The main findings of this post hoc secondary analysis of the AFIRE randomized clinical trial were that (1) rivaroxaban monotherapy as compared with combined rivaroxaban and an antiplatelet therapy was associated with a lower risk of total events, including both the first and the subsequent events; (2) bleeding events occurred more frequently than thrombotic events regardless of the type of first event; and (3) mortality rates after nonfatal bleeding events were higher than those after nonfatal thrombotic events. This study extends the main findings of the AFIRE study, showing a reduction in not only the first events but in the total events. These results reinforce the treatment benefit of rivaroxaban alone with respect to thrombosis and bleeding reduction.

Despite a relatively short median follow-up of 24.1 months, multiple nonfatal thrombotic and/or bleeding events occurred in the AFIRE trial. Thus, time-to-first-event analyses may underestimate the absolute benefit of therapy. As the relative risk reduction of total events was identical to that of first events with monotherapy, monotherapy contributed to the prevention of a substantial number of total events. It is noteworthy that death accounted for 28.3% of the first events and 48.7% of the subsequent events; thus, treatment effects of the monotherapy on death were underestimated in traditional Cox regression analyses for time to first event. Recurrent events may have implications not only for clinical decision-making but also for quality of life and health care costs, by requiring more interventions or hospitalizations. Evaluating the total number of events may provide a more comprehensive estimate of the treatment benefit when the study medication has been shown to reduce the first occurrence of the end point. Our findings are supported by those of a subanalysis of the PIONEER AF-PCI study in which total bleeding events, including those beyond the first event, were reduced with rivaroxaban-based dual antithrombotic therapy compared with triple therapy with warfarin.¹⁰ Specifically, reductions in first and total bleeding events were associated with antithrombotic drug reduction.

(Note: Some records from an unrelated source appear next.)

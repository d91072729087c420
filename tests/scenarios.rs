// End-to-end evaluations through the request boundary: parse, classify,
// search and format, as for a request from the web form

use chomsky::parser::GrammarErrorType;
use chomsky::service::{handle_json, Route};
use chomsky::{evaluate, EngineConfig, EvaluateError, EvaluateRequest};
use rstest::rstest;

fn grammar_text(productions: &str) -> String {
    format!("N = S A B\nT = a b c\nS = S\nP = {{\n{}\n}}", productions)
}

fn run(productions: &str, input: &str) -> chomsky::report::EvaluationResponse {
    evaluate(&EvaluateRequest::new(grammar_text(productions), input), &EngineConfig::default())
        .expect("grammar should be well formed")
}

#[rstest]
#[case::scenario_a("S → aS | b", "aab", "*S* → aS\na*S* → aaS\naa*S* → aab")]
#[case::scenario_c("S → ε", "", "*S* → ε")]
#[case::scenario_d("S → aSb | ε", "aabb", "*S* → aSb\na*S*b → aaSbb\naa*S*bb → aabb")]
#[case::left_linear("S → Sa | b", "baa", "*S* → Sa\n*S*a → Saa\n*S*aa → baa")]
#[case::two_nonterminals("S → AB\nA → a\nB → b", "ab", "*S* → AB\n*A*B → aB\na*B* → ab")]
fn accepted(#[case] productions: &str, #[case] input: &str, #[case] trace: &str) {
    let response = run(productions, input);

    assert!(response.belongs_to_grammar, "{}", response.message);
    assert_eq!(response.derivation.as_deref(), Some(trace));
}

#[rstest]
#[case::scenario_b("S → aS | b", "a")]
#[case::wrong_order("S → aSb | ε", "abab")]
#[case::empty_not_derivable("S → aS | b", "")]
#[case::unknown_character("S → aS | b", "ax")]
#[case::unbalanced("S → aSb | ab", "aaabb")]
fn rejected(#[case] productions: &str, #[case] input: &str) {
    let response = run(productions, input);

    assert!(!response.belongs_to_grammar);
    assert_eq!(response.derivation, None);
    assert!(response.message.ends_with("rejected."), "{}", response.message);
}

#[rstest]
#[case("S → aS | b", "Type 3 (Regular)")]
#[case("S → Sa | b", "Type 3 (Regular)")]
#[case("S → aA\nA → Sb | b", "Type 2 (Context-free)")]
#[case("S → aSb | ε", "Type 2 (Context-free)")]
#[case("S → A\nA → a", "Type 2 (Context-free)")]
fn grammar_types(#[case] productions: &str, #[case] expected: &str) {
    assert_eq!(run(productions, "a").grammar_type, expected);
}

#[test]
fn scenario_e_missing_start_line() {
    let text = "N = S\nT = a b\nP = {\n    S → aS | b\n}";
    let result = evaluate(&EvaluateRequest::new(text, "ab"), &EngineConfig::default());

    match result {
        Err(EvaluateError::MalformedGrammar(errors)) => {
            assert_eq!(errors.len(), 1);
            assert_eq!(errors[0].error, GrammarErrorType::MissingStartSymbol);
        }
        other => panic!("expected a malformed grammar, got {:?}", other),
    }
}

#[test]
fn scenario_e_over_json() {
    let body = serde_json::json!({
        "grammar_text": "N = S\nT = a b\nP = {\n    S → aS | b\n}",
        "input_string": "ab",
    });
    let (status, reply) = handle_json(Route::Evaluate, &body.to_string(), &EngineConfig::default());
    let reply: serde_json::Value = serde_json::from_str(&reply).unwrap();

    assert_eq!(status, 400);
    assert!(reply["error"].as_str().unwrap().contains("Missing start symbol"));
    assert!(reply.get("belongs_to_grammar").is_none());
}

#[test]
fn full_json_round_trip() {
    let body = serde_json::json!({
        "grammar_text": "N = S\nT = a b\nS = S\nP = {\n    S → aS | b\n}",
        "input_string": "aab",
    });
    let (status, reply) = handle_json(Route::Evaluate, &body.to_string(), &EngineConfig::default());
    let reply: serde_json::Value = serde_json::from_str(&reply).unwrap();

    assert_eq!(status, 200);
    assert_eq!(reply["grammar_type"], "Type 3 (Regular)");
    assert_eq!(reply["belongs_to_grammar"], true);
    assert_eq!(reply["message"], "Grammar is Type 3 (Regular). String \"aab\" accepted.");
    assert_eq!(reply["derivation"], "*S* → aS\na*S* → aaS\naa*S* → aab");
}

#[test]
fn undeclared_terminal_is_malformed() {
    let text = "N = S\nT = a\nS = S\nP = {\n    S → aS | b\n}";
    let result = evaluate(&EvaluateRequest::new(text, "ab"), &EngineConfig::default());

    assert!(matches!(result, Err(EvaluateError::MalformedGrammar(ref e)) if e[0].error == GrammarErrorType::UndeclaredSymbol('b')));
}

#[test]
fn eleven_rows_are_too_many() {
    let rows: Vec<String> = "SABCDEFGHIJ".chars().map(|c| format!("    {} → a", c)).collect();
    let text = format!("S = S\nP = {{\n{}\n}}", rows.join("\n"));
    let result = evaluate(&EvaluateRequest::new(text, "a"), &EngineConfig::default());

    assert!(matches!(
        result,
        Err(EvaluateError::MalformedGrammar(ref e)) if e[0].error == GrammarErrorType::TooManyRules { count: 11, max: 10 }
    ));
}

#[test]
fn requests_are_independent() {
    let handles: Vec<_> = (0..8)
        .map(|n| {
            std::thread::spawn(move || {
                let input = format!("{}b", "a".repeat(n));
                run("S → aS | b", &input).belongs_to_grammar
            })
        })
        .collect();

    for handle in handles {
        assert!(handle.join().unwrap());
    }
}
/*
    Parses textual grammars, places them in the Chomsky hierarchy and
    decides, with a derivation as evidence, whether a string belongs to the
    language they generate
*/

pub mod classifier;
pub mod config;
pub mod error_handling;
pub mod generator;
pub mod grammar;
pub mod parser;
pub mod report;
pub mod search;
pub mod server;
pub mod service;

pub use classifier::{classify, GrammarClass};
pub use config::{EngineConfig, SearchConfig};
pub use grammar::{Derivation, DerivationStep, Grammar, Production, SententialForm, Symbol};
pub use parser::{parse_grammar, parse_grammar_with_limit, GrammarErrorType, MalformedGrammarError};
pub use search::{search, search_cancellable, SearchOutcome};
pub use service::{evaluate, EvaluateError, EvaluateRequest};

Optimal Regimen of Antithrombotic Therapy

A key issue for patients with AF and stable CAD is bleeding, which arises from multiple antithrombotic therapies consisting of antiplatelet and anticoagulation agents. Multiple antithrombotic therapies, compared with antiplatelet or anticoagulation monotherapy, are accompanied by a higher risk of bleeding events.¹¹ Additionally, in a large, international PCI registry, major bleeding was reported as the main cause of in-hospital mortality compared to nonbleeding events.¹² Moreover, bleeding events are associated with long-term mortality.¹³ Thus, reducing bleeding events may be a key factor in improving the prognosis in patients with AF and stable CAD, which was one of the rationales for the AFIRE study. A 2021 update of North American Perspective on antithrombotic therapy in patients with AF undergoing PCI states that (1) antiplatelet therapy should be discontinued at 1 year after PCI in most patients, (2) earlier discontinuation (eg, 6 months) can be considered in patients at low ischemic or high bleeding risk, and (3) continuation of antiplatelet therapy beyond 1 year should be considered only in select patients with high risk for ischemic recurrences and low bleeding risk.¹⁴ Similarly, a 2020 European Society of Cardiology guideline recommends dual therapy with oral anticoagulant and antiplatelet therapy for the first 12 months after PCI for acute coronary syndrome, or 6 months after PCI in patients with chronic coronary syndrome.¹⁵

Potential Benefits of Anticoagulation Monotherapy

In the AFIRE study, we reported that rivaroxaban monotherapy was noninferior to combination therapy for the primary efficacy end point.¹ The results were consistent with those in a recent study revealing that anticoagulation monotherapy was noninferior to anticoagulation plus antiplatelet therapy for the primary composite end points of death, myocardial infarction, and stroke or bleeding events in patients with AF and CAD who underwent coronary stent implantation, with a follow-up of 12 or more months.¹⁶ In the present study, we further investigated efficacy and safety of rivaroxaban monotherapy with regard to total event analyses, which may be more representative of real-world clinical practice, as patients receiving antithrombotic therapy often experience multiple clinical events.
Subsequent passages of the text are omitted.